Мы пришли во Владимир, увеличив дружину всего на две сотни. Она не блистала, как войско на Саксонском плацу, — у наших солдат не то что пуговиц, а и сапог не было, и сермяги грязные и в заплатах.
— Это что за сволочь? — удивился какой-то москаль на околице.
— Повтори-ка, что ты сказал? — Я вплотную подъехал к нему, но он бросился наутек.
Мы проехали прямо на центральную площадь, и туда сбежался народ.

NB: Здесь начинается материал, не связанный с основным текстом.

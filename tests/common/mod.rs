#![allow(dead_code)]

use async_trait::async_trait;
use std::collections::HashMap;
use std::sync::atomic::{ AtomicBool, AtomicUsize, Ordering };
use std::sync::Mutex;
use std::time::Duration;

use voucher_vault::api::{ ConfirmVoucherRequest, VoucherApi };
use voucher_vault::attachment::Attachment;
use voucher_vault::error::{ ClientError, Result };
use voucher_vault::models::chat::{ ChatResponse, ConversationMessageRaw };
use voucher_vault::models::voucher::{
    ExtractOnlyResponse,
    Voucher,
    VoucherFilters,
    VoucherInsights,
    VoucherPatch,
    VoucherStatus,
};
use voucher_vault::models::websocket::SendMessagePayload;
use voucher_vault::socket::{ ChatTransport, SocketEvents };

pub fn voucher(id: &str, payer: &str, payee: &str) -> Voucher {
    Voucher {
        id: id.to_string(),
        payer: payer.to_string(),
        payee: payee.to_string(),
        amount: 100.0,
        currency: "MXN".to_string(),
        payment_date: "2024-05-10".to_string(),
        description: None,
        reference_number: None,
        bank_name: None,
        status: VoucherStatus::Analyzed,
        raw_file_path: None,
        conversation_id: None,
        created_at: None,
        updated_at: None,
    }
}

pub fn raw_message(id: &str, role: &str, content: &str) -> ConversationMessageRaw {
    ConversationMessageRaw {
        id: id.to_string(),
        role: role.to_string(),
        content: content.to_string(),
        created_at: Some("2024-05-10T12:00:00Z".to_string()),
        timestamp: None,
        voucher_analyzed: None,
    }
}

fn failure(what: &str) -> ClientError {
    ClientError::Status { status: 500, body: format!("{} failed", what) }
}

/// In-memory backend with call counters.
#[derive(Default)]
pub struct FakeApi {
    pub conversations: Mutex<HashMap<String, Vec<ConversationMessageRaw>>>,
    pub history_delays: Mutex<HashMap<String, Duration>>,
    pub vouchers: Mutex<Vec<Voucher>>,
    pub insights: Mutex<Option<VoucherInsights>>,
    pub extract_response: Mutex<Option<ExtractOnlyResponse>>,
    pub confirm_response: Mutex<Option<ChatResponse>>,
    pub confirm_requests: Mutex<Vec<ConfirmVoucherRequest>>,
    pub fail_vouchers: AtomicBool,
    pub conversation_calls: AtomicUsize,
    pub insights_calls: AtomicUsize,
    pub update_calls: AtomicUsize,
}

impl FakeApi {
    pub fn with_vouchers(vouchers: Vec<Voucher>) -> Self {
        let api = Self::default();
        *api.vouchers.lock().unwrap() = vouchers;
        api
    }

    pub fn insights_calls(&self) -> usize {
        self.insights_calls.load(Ordering::SeqCst)
    }

    pub fn conversation_calls(&self) -> usize {
        self.conversation_calls.load(Ordering::SeqCst)
    }
}

#[async_trait]
impl VoucherApi for FakeApi {
    async fn get_conversation(&self, conversation_id: &str) -> Result<Vec<ConversationMessageRaw>> {
        self.conversation_calls.fetch_add(1, Ordering::SeqCst);
        let delay = self.history_delays.lock().unwrap().get(conversation_id).copied();
        if let Some(delay) = delay {
            tokio::time::sleep(delay).await;
        }
        self.conversations
            .lock()
            .unwrap()
            .get(conversation_id)
            .cloned()
            .ok_or_else(|| failure("history"))
    }

    async fn extract_only(&self, _file: &Attachment) -> Result<ExtractOnlyResponse> {
        self.extract_response.lock().unwrap().clone().ok_or_else(|| failure("extract"))
    }

    async fn confirm_voucher(&self, request: ConfirmVoucherRequest) -> Result<ChatResponse> {
        self.confirm_requests.lock().unwrap().push(request);
        self.confirm_response.lock().unwrap().clone().ok_or_else(|| failure("confirm"))
    }

    async fn get_vouchers(&self, filters: &VoucherFilters) -> Result<Vec<Voucher>> {
        if self.fail_vouchers.load(Ordering::SeqCst) {
            return Err(failure("vouchers"));
        }
        let mut list = self.vouchers.lock().unwrap().clone();
        if let Some(limit) = filters.limit {
            list.truncate(limit as usize);
        }
        Ok(list)
    }

    async fn get_voucher_by_id(&self, id: &str) -> Result<Voucher> {
        self.vouchers
            .lock()
            .unwrap()
            .iter()
            .find(|v| v.id == id)
            .cloned()
            .ok_or_else(|| failure("voucher"))
    }

    async fn update_voucher(&self, id: &str, patch: &VoucherPatch) -> Result<Voucher> {
        self.update_calls.fetch_add(1, Ordering::SeqCst);
        let mut vouchers = self.vouchers.lock().unwrap();
        let v = vouchers
            .iter_mut()
            .find(|v| v.id == id)
            .ok_or_else(|| failure("update"))?;
        if let Some(status) = patch.status {
            v.status = status;
        }
        if let Some(payee) = &patch.payee {
            v.payee = payee.clone();
        }
        Ok(v.clone())
    }

    async fn get_insights(&self) -> Result<VoucherInsights> {
        self.insights_calls.fetch_add(1, Ordering::SeqCst);
        self.insights.lock().unwrap().clone().ok_or_else(|| failure("insights"))
    }
}

/// Transport that records sends; tests inject inbound events via `events()`.
pub struct FakeTransport {
    events: SocketEvents,
    pub sent: Mutex<Vec<SendMessagePayload>>,
    pub connected: AtomicBool,
    pub connects: AtomicUsize,
    pub disconnects: AtomicUsize,
    pub fail_sends: AtomicBool,
}

impl FakeTransport {
    pub fn new() -> Self {
        Self {
            events: SocketEvents::new(64),
            sent: Mutex::new(Vec::new()),
            connected: AtomicBool::new(false),
            connects: AtomicUsize::new(0),
            disconnects: AtomicUsize::new(0),
            fail_sends: AtomicBool::new(false),
        }
    }

    pub fn sent(&self) -> Vec<SendMessagePayload> {
        self.sent.lock().unwrap().clone()
    }
}

#[async_trait]
impl ChatTransport for FakeTransport {
    async fn connect(&self) -> Result<()> {
        if !self.connected.swap(true, Ordering::SeqCst) {
            self.connects.fetch_add(1, Ordering::SeqCst);
        }
        Ok(())
    }

    async fn send_message(&self, payload: SendMessagePayload) -> Result<()> {
        if self.fail_sends.load(Ordering::SeqCst) {
            return Err(ClientError::NotConnected);
        }
        self.connect().await?;
        self.sent.lock().unwrap().push(payload);
        Ok(())
    }

    async fn disconnect(&self) {
        if self.connected.swap(false, Ordering::SeqCst) {
            self.disconnects.fetch_add(1, Ordering::SeqCst);
        }
    }

    fn is_connected(&self) -> bool {
        self.connected.load(Ordering::SeqCst)
    }

    fn events(&self) -> &SocketEvents {
        &self.events
    }
}

/// Polls `check` until it holds or a second passes.
pub async fn eventually<F, Fut>(mut check: F) -> bool where F: FnMut() -> Fut, Fut: std::future::Future<Output = bool> {
    for _ in 0..100 {
        if check().await {
            return true;
        }
        tokio::time::sleep(Duration::from_millis(10)).await;
    }
    false
}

Там граф Стецкий говорил с жителями. Он объяснил, что теперь Владимир принадлежит Польше, а бурмистром назначен пан Чарномский. Его, видно, в городе знали. Кто-то крикнул «виват», остальные подхватили, качали Чарномского, бросали вверх шапки. Граф сказал народу, что все должны жить спокойно, никому из русских мы не причиним вреда, и что мы не хотим проливать кровь.
Постепенно народ разошелся. Казалось, все обошлось хорошо. Однако граф Стецкий велел расставить охрану по городу и на околицах, а русских приказал не выпускать из Владимира.
Я занялся расстановкой отрядов на Бибнивском и Ковельском въездах, а граф со свитой захватил под штаб дом адвоката на площади.
«Как красива бескровная революция!» — думал я, взбираясь на наружный вал и рассматривая городские высоты. Среди множества крыш выдавались костел и напротив, ближе к окраине, — древний российский храм.